Provided material START
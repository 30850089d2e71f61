use chrono::{DateTime, Utc};
use serde::{Deserialize, Serialize};

use crate::instance::InstanceDescription;

#[derive(Debug, Clone, Serialize, Deserialize, PartialEq, PartialOrd)]
pub struct InstanceTraffic {
    pub instance_id: String,
    pub container_name: String,
    pub rx_bytes: u64,
    pub tx_bytes: u64,
    pub started_at: Option<DateTime<Utc>>,
}

#[derive(Debug, Clone, Serialize, Deserialize, PartialEq, PartialOrd)]
pub struct ActivityEntry {
    pub timestamp: DateTime<Utc>,
    pub message: String,
}

#[derive(Debug, Clone, Default, Serialize, Deserialize, PartialEq, PartialOrd)]
pub struct DashboardSummary {
    pub proxies_total: usize,
    pub proxies_healthy: usize,
    pub proxies_unhealthy: usize,
    pub proxies_unknown: usize,
    pub instances_total: usize,
    pub instances_running: usize,
    pub instances_stopped: usize,
    pub containers_total: usize,
    pub traffic: Vec<InstanceTraffic>,
    /// Newest first.
    pub recent_instances: Vec<InstanceDescription>,
    /// Newest first.
    pub recent_activity: Vec<ActivityEntry>,
}
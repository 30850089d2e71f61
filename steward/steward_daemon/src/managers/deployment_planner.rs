use std::collections::HashSet;
use std::path::PathBuf;
use std::sync::Arc;

use log::{debug, info, warn};
use uuid::Uuid;

use super::cleanup::ContainerCleaner;
use super::credentials::{AppCredentials, CredentialStore};
use super::deployment::{
    AppDeployment, BatchDeploymentRequest, BatchDeploymentResult, DeploymentError,
    DeploymentOutcome, DeploymentPlan, DeploymentRequest,
};
use super::environment::HOST_PORT_FIELD;
use super::instance::{AppInstance, InstanceError};
use super::instance_registry::{InstanceRegistry, LocalReservation};
use super::manifest::ManifestCatalog;
use super::naming;
use super::ports::{self, PortAllocator, PortMapping};
use super::proxy::{Proxy, ProxyError};
use super::proxy_registry::ProxyRegistry;
use super::runtime::{ContainerRuntime, RunSpec};

pub const DEFAULT_TUNNEL_IMAGE: &str = "xjasonlyu/tun2socks:latest";
const TUNNEL_DNS: [&str; 2] = ["1.1.1.1", "8.8.8.8"];
const TUNNEL_EXTRA_COMMANDS: &str = "ip rule add iif lo ipproto udp dport 53 lookup main;";

/// Where a new instance goes. A local deploy holds the app's local slot
/// until the instance is committed.
enum Scope<'a> {
    Local(LocalReservation<'a>),
    Proxied(Proxy),
}

struct Tunnel {
    name: String,
    /// Ports an existing tunnel was asked for but doesn't publish.
    unpublished: Vec<PortMapping>,
}

struct Launched {
    instance: AppInstance,
    unpublished: Vec<PortMapping>,
}

#[derive(Debug, Clone, PartialEq, Eq)]
pub struct PlannerConfig {
    pub data_root: PathBuf,
    pub tunnel_image: String,
}

/// Turns deployment requests into running containers and registered
/// instances. Runtime calls never run under a registry lock.
pub struct DeploymentPlanner {
    manifests: Arc<ManifestCatalog>,
    proxies: Arc<ProxyRegistry>,
    instances: Arc<InstanceRegistry>,
    runtime: Arc<dyn ContainerRuntime + Send + Sync>,
    credentials: Arc<dyn CredentialStore + Send + Sync>,
    cleaner: Arc<ContainerCleaner>,
    tunnel_lock: Arc<tokio::sync::Mutex<()>>,
    config: PlannerConfig,
}

impl DeploymentPlanner {
    #[allow(clippy::too_many_arguments)]
    pub fn new(
        manifests: Arc<ManifestCatalog>,
        proxies: Arc<ProxyRegistry>,
        instances: Arc<InstanceRegistry>,
        runtime: Arc<dyn ContainerRuntime + Send + Sync>,
        credentials: Arc<dyn CredentialStore + Send + Sync>,
        cleaner: Arc<ContainerCleaner>,
        tunnel_lock: Arc<tokio::sync::Mutex<()>>,
        config: PlannerConfig,
    ) -> Self {
        Self {
            manifests,
            proxies,
            instances,
            runtime,
            credentials,
            cleaner,
            tunnel_lock,
            config,
        }
    }

    /// Deploys one instance and stores the request fields as the app's credentials.
    pub async fn deploy(&self, request: DeploymentRequest) -> Result<AppInstance, DeploymentError> {
        self.launch(request, None, true)
            .await
            .map(|launched| launched.instance)
    }

    /// Deploys the local instance and then one instance per proxy. Each
    /// proxy gets freshly allocated host ports and its own outcome.
    pub async fn deploy_with_proxies(
        &self,
        batch: BatchDeploymentRequest,
    ) -> Result<BatchDeploymentResult, DeploymentError> {
        let manifest = self.manifests.get(&batch.app_id)?.clone();

        let local = match self.deploy(batch.single(None)).await {
            Ok(instance) => DeploymentOutcome::Deployed(instance),
            Err(DeploymentError::Instance(InstanceError::LocalInstanceExists(_))) => {
                DeploymentOutcome::Skipped(String::from("Local instance already exists."))
            }
            Err(err @ DeploymentError::CredentialsNotSaved { .. }) => {
                DeploymentOutcome::Failed(err)
            }
            Err(err) => return Err(err),
        };

        let mut allocator = PortAllocator::new(self.used_host_ports().await);
        let requested_port = batch
            .fields
            .get(HOST_PORT_FIELD)
            .and_then(|port| port.trim().parse::<u16>().ok());
        let templates = ports::resolve_templates(&manifest.ports, &batch.fields);

        let mut proxies = Vec::with_capacity(batch.proxy_ids.len());
        for proxy_id in &batch.proxy_ids {
            if self.instances.find(&batch.app_id, Some(proxy_id)).is_some() {
                proxies.push((*proxy_id, Self::already_deployed(&batch.app_id)));
                continue;
            }
            let mut requested = requested_port;
            let assigned: Vec<PortMapping> = templates
                .iter()
                .map(|template| {
                    if template.host.is_empty() {
                        return template.clone();
                    }
                    let host = allocator.allocate_preferring(requested.take());
                    PortMapping::new(host.to_string(), template.container.clone())
                })
                .collect();
            debug!("Assigned ports for proxy {proxy_id}: {assigned:?}");

            let outcome = self
                .launch(batch.single(Some(*proxy_id)), Some(assigned), false)
                .await;
            proxies.push((*proxy_id, Self::outcome(&batch.app_id, outcome)));
        }

        Ok(BatchDeploymentResult { local, proxies })
    }

    /// Deploys each app behind one proxy using its stored credentials.
    pub async fn deploy_on_proxy(
        &self,
        proxy_id: &Uuid,
        app_ids: &[String],
    ) -> Result<Vec<AppDeployment>, DeploymentError> {
        self.proxies.get_active(proxy_id)?;
        let mut deployments = Vec::with_capacity(app_ids.len());
        for app_id in app_ids {
            let outcome = match self.credentials.load(app_id).await {
                Ok(credentials) => {
                    let request = DeploymentRequest {
                        app_id: app_id.clone(),
                        device_name: credentials.device_name,
                        fields: credentials.fields,
                        proxy_id: Some(*proxy_id),
                    };
                    Self::outcome(app_id, self.launch(request, None, false).await)
                }
                Err(err) => DeploymentOutcome::Failed(err.into()),
            };
            deployments.push(AppDeployment {
                app_id: app_id.clone(),
                outcome,
            });
        }
        Ok(deployments)
    }

    /// Host ports published by any container plus the ones recorded on instances.
    pub async fn used_host_ports(&self) -> HashSet<u16> {
        let mut used = self.instances.reserved_host_ports();
        match self.runtime.list().await {
            Ok(containers) => used.extend(
                containers
                    .into_iter()
                    .flat_map(|container| container.published_ports),
            ),
            Err(err) => warn!("Can't list published ports, using recorded ones only: {err}"),
        }
        used
    }

    async fn launch(
        &self,
        request: DeploymentRequest,
        explicit_ports: Option<Vec<PortMapping>>,
        persist_credentials: bool,
    ) -> Result<Launched, DeploymentError> {
        let manifest = self.manifests.get(&request.app_id)?.clone();
        let scope = match &request.proxy_id {
            None => Scope::Local(self.instances.reserve_local(&request.app_id)?),
            Some(proxy_id) => {
                let proxy = self.proxies.get_active(proxy_id)?;
                if self.instances.find(&request.app_id, Some(proxy_id)).is_some() {
                    return Err(DeploymentError::ProxyInstanceExists {
                        app_id: request.app_id.clone(),
                        proxy_id: *proxy_id,
                    });
                }
                Scope::Proxied(proxy)
            }
        };
        let proxy = match &scope {
            Scope::Local(_) => None,
            Scope::Proxied(proxy) => Some(proxy.clone()),
        };

        let plan = DeploymentPlan::build(
            &manifest,
            &request,
            proxy.as_ref(),
            &self.config.data_root,
            explicit_ports,
            &mut rand::thread_rng(),
        )?;

        self.runtime.pull(&manifest.image).await?;
        let mut spec = RunSpec::new(plan.container_name.clone(), manifest.image.clone());
        spec.env = plan.environment.to_vars();
        spec.volumes = plan.volumes.clone();
        spec.command = plan.command.clone();
        spec.resource_limits = manifest.resource_limits.clone();
        let mut unpublished = vec![];
        match &proxy {
            None => spec.ports = plan.ports.clone(),
            Some(proxy) => {
                let tunnel = self.ensure_tunnel(proxy, &plan.ports).await?;
                spec.network = Some(format!("container:{}", tunnel.name));
                unpublished = tunnel.unpublished;
            }
        }

        let container_id = self.runtime.run(&spec).await?;
        info!(
            "Started container {} for app {}",
            plan.container_name, plan.app_id
        );

        let credentials = AppCredentials {
            app_id: plan.app_id.clone(),
            device_name: plan.device_name.clone(),
            fields: plan
                .fields
                .iter()
                .filter(|(key, _)| key.as_str() != HOST_PORT_FIELD)
                .map(|(key, value)| (key.clone(), value.clone()))
                .collect(),
        };
        let instance = plan.into_instance(container_id);
        let committed: Result<(), DeploymentError> = match scope {
            Scope::Local(reservation) => reservation.commit(instance.clone()).map_err(Into::into),
            Scope::Proxied(proxy) => self
                .proxies
                .with_active(&proxy.id, |_| self.instances.add(instance.clone()))
                .map_err(DeploymentError::from)
                .and_then(|added| added.map_err(Into::into)),
        };
        if let Err(err) = committed {
            warn!(
                "Instance {} couldn't be registered, removing its container: {err}",
                instance.id
            );
            if let Err(cleanup_err) = self.cleaner.stop_and_remove(&instance.container_name).await {
                warn!(
                    "Failed to remove container {}: {cleanup_err}",
                    instance.container_name
                );
            }
            return Err(err);
        }

        if persist_credentials {
            if let Err(err) = self.credentials.save(credentials).await {
                warn!("Credentials of instance {} weren't saved: {err}", instance.id);
                return Err(DeploymentError::CredentialsNotSaved {
                    instance_id: instance.id,
                    reason: err.to_string(),
                });
            }
        }
        Ok(Launched {
            instance,
            unpublished,
        })
    }

    /// Returns the tunnel container of `proxy`, creating its network and
    /// container when missing. `ports` are only published by a new tunnel.
    async fn ensure_tunnel(
        &self,
        proxy: &Proxy,
        ports: &[PortMapping],
    ) -> Result<Tunnel, DeploymentError> {
        let _provisioning = self.tunnel_lock.lock().await;
        if !self.proxies.is_active(&proxy.id) {
            return Err(ProxyError::NotFound(proxy.id).into());
        }
        let hash = proxy.hash();
        let tunnel = naming::tunnel_container_name(&hash);

        let containers = self.runtime.list().await?;
        if let Some(existing) = containers.iter().find(|container| container.name == tunnel) {
            if !existing.state.eq_ignore_ascii_case("running") {
                self.runtime.start(&tunnel).await?;
            }
            if !ports.is_empty() {
                warn!(
                    "Tunnel {tunnel} already exists, ports {} are recorded but not published.",
                    ports
                        .iter()
                        .map(ToString::to_string)
                        .collect::<Vec<_>>()
                        .join(", ")
                );
            }
            debug!("Reusing tunnel {tunnel}");
            return Ok(Tunnel {
                name: tunnel,
                unpublished: ports.to_vec(),
            });
        }

        let network = naming::tunnel_network_name(&hash);
        self.runtime.network_create(&network).await?;
        self.runtime.pull(&self.config.tunnel_image).await?;
        let mut spec = RunSpec::new(tunnel.clone(), self.config.tunnel_image.clone());
        spec.env = vec![
            format!("PROXY={}", proxy.format()),
            String::from("LOGLEVEL=info"),
            format!("EXTRA_COMMANDS={TUNNEL_EXTRA_COMMANDS}"),
        ];
        spec.volumes = vec![String::from("/dev/net/tun:/dev/net/tun")];
        spec.ports = ports.to_vec();
        spec.network = Some(network);
        spec.capabilities = vec![String::from("NET_ADMIN")];
        spec.privileged = true;
        spec.dns = TUNNEL_DNS.iter().map(|dns| dns.to_string()).collect();
        self.runtime.run(&spec).await?;
        info!("Created tunnel {tunnel} for proxy {proxy}");
        Ok(Tunnel {
            name: tunnel,
            unpublished: vec![],
        })
    }

    fn outcome(app_id: &str, result: Result<Launched, DeploymentError>) -> DeploymentOutcome {
        match result {
            Ok(Launched {
                instance,
                unpublished,
            }) if unpublished.is_empty() => DeploymentOutcome::Deployed(instance),
            Ok(Launched {
                instance,
                unpublished,
            }) => DeploymentOutcome::PortsNotPublished {
                instance,
                ports: unpublished,
            },
            Err(DeploymentError::ProxyInstanceExists { .. }) => Self::already_deployed(app_id),
            Err(err) => DeploymentOutcome::Failed(err),
        }
    }

    fn already_deployed(app_id: &str) -> DeploymentOutcome {
        DeploymentOutcome::Skipped(format!("App {app_id} is already deployed on this proxy."))
    }
}
use std::fmt::Display;
use std::time::Duration;

use async_trait::async_trait;
use chrono::{DateTime, Utc};
use serde::{Deserialize, Serialize};
use thiserror::Error;
use url::Url;
use uuid::Uuid;

use super::naming::ProxyHash;

#[derive(Debug, Error, Clone, PartialEq, PartialOrd, Serialize, Deserialize)]
pub enum ProxyError {
    #[error("Invalid proxy uri: '{uri}'. {reason}")]
    InvalidFormat { uri: String, reason: String },
    #[error("Proxy with id: '{0}' doesn't exist.")]
    NotFound(Uuid),
    #[error("Failed to connect through proxy: {0}")]
    ConnectFailed(String),
    #[error("Probe through proxy returned status: {0}")]
    BadStatus(u16),
}

#[derive(Debug, Clone, PartialEq, Eq)]
pub struct ProxyCredentials {
    pub username: String,
    pub password: Option<String>,
}

/// A parsed upstream proxy. Only its health changes after creation and health
/// lives in the registry, so the value itself is never mutated.
#[derive(Debug, Clone, PartialEq, Eq)]
pub struct Proxy {
    pub id: Uuid,
    pub protocol: String,
    pub host: String,
    pub port: u16,
    pub credentials: Option<ProxyCredentials>,
}

impl Proxy {
    /// Accepts `scheme://[user[:pass]@]host:port`. The scheme is kept as an opaque
    /// string; the port may only be omitted for schemes with a well known default.
    pub fn parse(uri: &str) -> Result<Self, ProxyError> {
        let invalid = |reason: &str| ProxyError::InvalidFormat {
            uri: uri.to_string(),
            reason: reason.to_string(),
        };
        let url = Url::parse(uri.trim()).map_err(|err| invalid(&err.to_string()))?;
        let host = url
            .host_str()
            .filter(|host| !host.is_empty())
            .ok_or_else(|| invalid("Missing host."))?;
        let port = url
            .port_or_known_default()
            .ok_or_else(|| invalid("Missing port."))?;
        let credentials = match url.username() {
            "" => None,
            username => Some(ProxyCredentials {
                username: username.to_string(),
                password: url.password().map(str::to_string),
            }),
        };

        Ok(Self {
            id: Uuid::new_v4(),
            protocol: url.scheme().to_string(),
            host: host.to_string(),
            port,
            credentials,
        })
    }

    pub fn format(&self) -> String {
        self.render(false)
    }

    /// Same as [`Proxy::format`] with the password masked.
    pub fn display_uri(&self) -> String {
        self.render(true)
    }

    pub fn hash(&self) -> ProxyHash {
        ProxyHash::of(&self.id)
    }

    pub fn username(&self) -> Option<&str> {
        self.credentials
            .as_ref()
            .map(|credentials| credentials.username.as_str())
    }

    fn render(&self, mask_password: bool) -> String {
        let user_info = match &self.credentials {
            None => String::new(),
            Some(ProxyCredentials {
                username,
                password: None,
            }) => format!("{username}@"),
            Some(ProxyCredentials {
                username,
                password: Some(_),
            }) if mask_password => format!("{username}:***@"),
            Some(ProxyCredentials {
                username,
                password: Some(password),
            }) => format!("{username}:{password}@"),
        };
        format!("{}://{}{}:{}", self.protocol, user_info, self.host, self.port)
    }
}

impl Display for Proxy {
    fn fmt(&self, f: &mut std::fmt::Formatter<'_>) -> std::fmt::Result {
        write!(f, "{} ({})", self.id, self.display_uri())
    }
}

#[derive(Debug, Clone, Copy, PartialEq, Eq)]
pub enum HealthStatus {
    Healthy,
    Unhealthy,
    Unknown,
}

#[derive(Debug, Clone, PartialEq)]
pub struct ProxyHealth {
    pub status: HealthStatus,
    pub checked_at: Option<DateTime<Utc>>,
    pub latency: Option<Duration>,
    pub last_error: Option<String>,
}

impl Default for ProxyHealth {
    fn default() -> Self {
        Self {
            status: HealthStatus::Unknown,
            checked_at: None,
            latency: None,
            last_error: None,
        }
    }
}

impl ProxyHealth {
    pub fn healthy(latency: Duration) -> Self {
        Self {
            status: HealthStatus::Healthy,
            checked_at: Some(Utc::now()),
            latency: Some(latency),
            last_error: None,
        }
    }

    pub fn unhealthy(error: &ProxyError) -> Self {
        Self {
            status: HealthStatus::Unhealthy,
            checked_at: Some(Utc::now()),
            latency: None,
            last_error: Some(error.to_string()),
        }
    }
}

/// Proxy as shown to clients: the proxy, its last known health and how many
/// instances route through it.
#[derive(Debug, Clone, PartialEq)]
pub struct ProxyOverview {
    pub proxy: Proxy,
    pub health: ProxyHealth,
    pub instances_count: usize,
}

/// Outbound connectivity check performed through a proxy.
#[async_trait]
pub trait ProxyProbe {
    /// Returns the round trip latency of the probe request.
    async fn test_connectivity(&self, proxy: &Proxy) -> Result<Duration, ProxyError>;
}
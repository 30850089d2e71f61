pub mod docker_cli;
pub mod docker_output;
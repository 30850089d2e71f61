use std::collections::BTreeMap;
use std::str::FromStr;

use client_lib::StewardConnection;
use log::info;
use steward_client::{
    deployment::{BatchDeployRequest, DeployRequest},
    proxy::AutoDeploy,
};
use uuid::Uuid;

use crate::commands::Command;

pub struct CommandHanlder {
    connection: StewardConnection,
}

impl CommandHanlder {
    pub fn new(connection: StewardConnection) -> Self {
        Self { connection }
    }

    pub async fn handle_command(&mut self, command: Command) -> Result<(), anyhow::Error> {
        match command {
            Command::AddProxy {
                uri,
                configured,
                apps,
            } => {
                let added = self
                    .connection
                    .add_proxy(uri, auto_deploy(configured, apps))
                    .await?;
                info!("Added proxy: {added:#?}");
                Ok(())
            }
            Command::ListProxies => {
                let proxies = self.connection.list_proxies().await?;
                info!("Proxies: {proxies:#?}");
                Ok(())
            }
            Command::TestProxy { id } => {
                let health = self.connection.test_proxy(Uuid::from_str(&id)?).await?;
                info!("Proxy health: {health:#?}");
                Ok(())
            }
            Command::InspectRemoval { id } => {
                let preview = self
                    .connection
                    .inspect_proxy_removal(Uuid::from_str(&id)?)
                    .await?;
                info!("Removal preview: {preview:#?}");
                Ok(())
            }
            Command::ConfirmRemoval { id } => {
                let report = self
                    .connection
                    .confirm_proxy_removal(Uuid::from_str(&id)?)
                    .await?;
                info!("Teardown report: {report:#?}");
                Ok(())
            }
            Command::AbortRemoval { id } => Ok(self
                .connection
                .abort_proxy_removal(Uuid::from_str(&id)?)
                .await?),
            Command::Deploy {
                app_id,
                device_name,
                fields,
                proxy_id,
            } => {
                let request = DeployRequest {
                    app_id,
                    device_name,
                    fields: BTreeMap::from_iter(fields),
                    proxy_id: proxy_id.as_deref().map(Uuid::from_str).transpose()?,
                };
                let instance = self.connection.deploy_app(request).await?;
                info!("Deployed instance: {instance:#?}");
                Ok(())
            }
            Command::DeployBatch {
                app_id,
                device_name,
                fields,
                proxy_ids,
            } => {
                let request = BatchDeployRequest {
                    app_id,
                    device_name,
                    fields: BTreeMap::from_iter(fields),
                    proxy_ids: proxy_ids
                        .iter()
                        .map(|id| Uuid::from_str(id))
                        .collect::<Result<_, _>>()?,
                };
                let report = self.connection.deploy_app_with_proxies(request).await?;
                info!("Batch deployment report: {report:#?}");
                Ok(())
            }
            Command::DeployOnProxy { proxy_id, apps } => {
                let outcomes = self
                    .connection
                    .deploy_apps_on_proxy(Uuid::from_str(&proxy_id)?, apps)
                    .await?;
                info!("Deployments: {outcomes:#?}");
                Ok(())
            }
            Command::ListInstances { app_id, proxy_id } => {
                let instances = self
                    .connection
                    .list_instances(app_id, proxy_id.as_deref().map(Uuid::from_str).transpose()?)
                    .await?;
                info!("Instances: {instances:#?}");
                Ok(())
            }
            Command::RemoveInstance { id } => Ok(self.connection.remove_instance(id).await?),
            Command::RemoveApp { app_id } => {
                let removed = self.connection.remove_app(app_id).await?;
                info!("Removed instances: {removed:?}");
                Ok(())
            }
            Command::ListContainers => {
                let containers = self.connection.list_containers().await?;
                info!("Containers: {containers:#?}");
                Ok(())
            }
            Command::StartContainer { name } => Ok(self.connection.start_container(name).await?),
            Command::StopContainer { name } => Ok(self.connection.stop_container(name).await?),
            Command::RestartContainer { name } => {
                Ok(self.connection.restart_container(name).await?)
            }
            Command::Logs { name, tail } => {
                let logs = self.connection.container_logs(name, tail).await?;
                info!("Logs:\n{logs}");
                Ok(())
            }
            Command::Env { name } => {
                let variables = self.connection.container_environment(name).await?;
                info!("Environment: {variables:#?}");
                Ok(())
            }
            Command::ListConfiguredApps => {
                let app_ids = self.connection.list_configured_apps().await?;
                info!("Configured apps: {app_ids:?}");
                Ok(())
            }
            Command::ListManifests => {
                let manifests = self.connection.list_manifests().await?;
                info!("Manifests: {manifests:#?}");
                Ok(())
            }
            Command::Dashboard => {
                let summary = self.connection.dashboard().await?;
                info!("Dashboard: {summary:#?}");
                Ok(())
            }
            Command::RefreshStatuses => {
                let changed = self.connection.refresh_statuses().await?;
                info!("Instances with changed status: {changed}");
                Ok(())
            }
        }
    }
}

fn auto_deploy(configured: bool, apps: Vec<String>) -> AutoDeploy {
    match (configured, apps.is_empty()) {
        (true, _) => AutoDeploy::Configured,
        (false, false) => AutoDeploy::Selected(apps),
        (false, true) => AutoDeploy::Nothing,
    }
}

#[cfg(test)]
mod test {
    use steward_client::proxy::AutoDeploy;

    use super::auto_deploy;

    #[test]
    fn auto_deploy_selection() {
        assert_eq!(auto_deploy(false, vec![]), AutoDeploy::Nothing);
        assert_eq!(auto_deploy(true, vec![]), AutoDeploy::Configured);
        assert_eq!(
            auto_deploy(false, vec![String::from("grass")]),
            AutoDeploy::Selected(vec![String::from("grass")])
        );
    }
}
Provided material END
* **What is required**
In the answer, give the lines from the first line of the data through the line with "pub struct InstanceTraffic", exactly as they appear and with no additions.

* **Task output**
repository 30850089d2e71f61
use chrono::{DateTime, Utc};
use serde::{Deserialize, Serialize};

use crate::instance::InstanceDescription;

#[derive(Debug, Clone, Serialize, Deserialize, PartialEq, PartialOrd)]
pub struct InstanceTraffic {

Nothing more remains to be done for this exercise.